Komaruddin, ketua kelas 1A FDI ikut menanggapi pelaksanaan UAS daring semester ganjil ini. Ia mengatakan, “UAS online itu fleksibel, dalam artian kita bisa mengerjakan soal dimana saja dan juga tidak perlu mandi dan lain-lain. Kekurangannya adalah kurang pengawasannya dosen dalam mengawasi UAS online ini, karna sulitnya keadaan. Jika dibilang apakah merasa maksimal atau tidak dalam menjalankan UAS kali ini, maka saya belum merasa maksimal dan masih banyak lagi yang harus diperbaiki. Intinya sih jangan merasa sudah maksimal apalagi puas, supaya tidak terlena kalau kita ini perlu banyak perbaikan agar menjadi lebih baik lagi dan yang terpenting lakukan yang terbaik.” ujarnya.
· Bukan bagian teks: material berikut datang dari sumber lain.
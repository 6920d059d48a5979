//! Visitor pattern implementation for traversing the expression tree.
//!
//! Implement [`Visitor`] and override the callbacks you care about. Nodes
//! are visited in source order: a binary node is entered, then its left and
//! right operands are visited, then it is left. [`walk`] keeps its own stack,
//! so long operator chains do not recurse.

use std::collections::BTreeSet;

use crate::ast::*;

/// A visitor for traversing the tree.
pub trait Visitor {
    fn visit_number(&mut self, _value: f64) {}

    fn visit_variable(&mut self, _name: &str) {}

    fn visit_indexed_variable(&mut self, _name: &str, _index: usize) {}

    /// Called before either operand of `node` is visited.
    fn enter_binary(&mut self, _node: &BinaryNode) {}

    /// Called once both operands of `node` have been visited.
    fn leave_binary(&mut self, _node: &BinaryNode) {}

    fn enter_call(&mut self, _node: &CallNode) {}

    fn leave_call(&mut self, _node: &CallNode) {}
}

/// A type that can be visited by a [`Visitor`].
pub trait Visitable {
    fn accept<V: Visitor + ?Sized>(&self, visitor: &mut V);
}

impl Visitable for Node {
    fn accept<V: Visitor + ?Sized>(&self, visitor: &mut V) {
        walk(visitor, self);
    }
}

enum Step<'a> {
    Visit(&'a Node),
    LeaveBinary(&'a BinaryNode),
    LeaveCall(&'a CallNode),
}

/// Visits every node under `root`, depth first, left before right.
pub fn walk<V: Visitor + ?Sized>(visitor: &mut V, root: &Node) {
    let mut steps = vec![Step::Visit(root)];
    while let Some(step) = steps.pop() {
        match step {
            Step::Visit(Node::Number(value)) => visitor.visit_number(*value),
            Step::Visit(Node::Variable(name)) => visitor.visit_variable(name),
            Step::Visit(Node::IndexedVariable { name, index }) => {
                visitor.visit_indexed_variable(name, *index)
            }
            Step::Visit(Node::Binary(bin)) => {
                visitor.enter_binary(bin);
                steps.push(Step::LeaveBinary(bin));
                steps.push(Step::Visit(&bin.right));
                steps.push(Step::Visit(&bin.left));
            }
            Step::Visit(Node::Call(call)) => {
                visitor.enter_call(call);
                steps.push(Step::LeaveCall(call));
                steps.push(Step::Visit(&call.argument));
            }
            Step::LeaveBinary(bin) => visitor.leave_binary(bin),
            Step::LeaveCall(call) => visitor.leave_call(call),
        }
    }
}

#[derive(Default)]
struct VariableCollector {
    names: BTreeSet<String>,
}

impl Visitor for VariableCollector {
    fn visit_variable(&mut self, name: &str) {
        self.names.insert(name.to_string());
    }

    fn visit_indexed_variable(&mut self, name: &str, _index: usize) {
        self.names.insert(name.to_string());
    }
}

#[derive(Default)]
struct DepthMeter {
    current: usize,
    max: usize,
}

impl DepthMeter {
    fn enter(&mut self) {
        self.current += 1;
        self.max = self.max.max(self.current);
    }

    fn leave(&mut self) {
        self.current -= 1;
    }

    fn leaf(&mut self) {
        self.enter();
        self.leave();
    }
}

impl Visitor for DepthMeter {
    fn visit_number(&mut self, _value: f64) {
        self.leaf();
    }

    fn visit_variable(&mut self, _name: &str) {
        self.leaf();
    }

    fn visit_indexed_variable(&mut self, _name: &str, _index: usize) {
        self.leaf();
    }

    fn enter_binary(&mut self, _node: &BinaryNode) {
        self.enter();
    }

    fn leave_binary(&mut self, _node: &BinaryNode) {
        self.leave();
    }

    fn enter_call(&mut self, _node: &CallNode) {
        self.enter();
    }

    fn leave_call(&mut self, _node: &CallNode) {
        self.leave();
    }
}

impl Node {
    /// Names of every environment entry the expression reads, sorted.
    pub fn referenced_variables(&self) -> BTreeSet<String> {
        let mut collector = VariableCollector::default();
        self.accept(&mut collector);
        collector.names
    }

    /// Number of nodes on the longest root-to-leaf path (a leaf has depth 1).
    pub fn depth(&self) -> usize {
        let mut meter = DepthMeter::default();
        self.accept(&mut meter);
        meter.max
    }
}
Selanjutnya, Barrul Waliday Maissy Absyari, mahasiswa baru asal Madura juga ikut memberi tanggapan mengenai keuntungan dan kekurangan UAS daring. Ia mengatakan, “Aku mempunyai waktu yang luas sekali untuk menyiapkan materi UAS. Jika aku malas, aku biasa mengajak temen-temenku untuk membahas materi. Sedagkan kekurangan UAS online yaitu susah fokus karna terlalu banyak waktu luangnya sehingga aku menganggap mudah,” ungkapnya.

Begitulah ungkapan dan cerita beberapa mahasiswa baru FDI tentang UAS daring. Lalu, bagaimana pendapat teman-teman tentang UAS daring ini? Apakah banyak baiknya atau buruknya?.

(Tim Jurnalis FDI: Indrie Apriyani dan Achmad Faiq).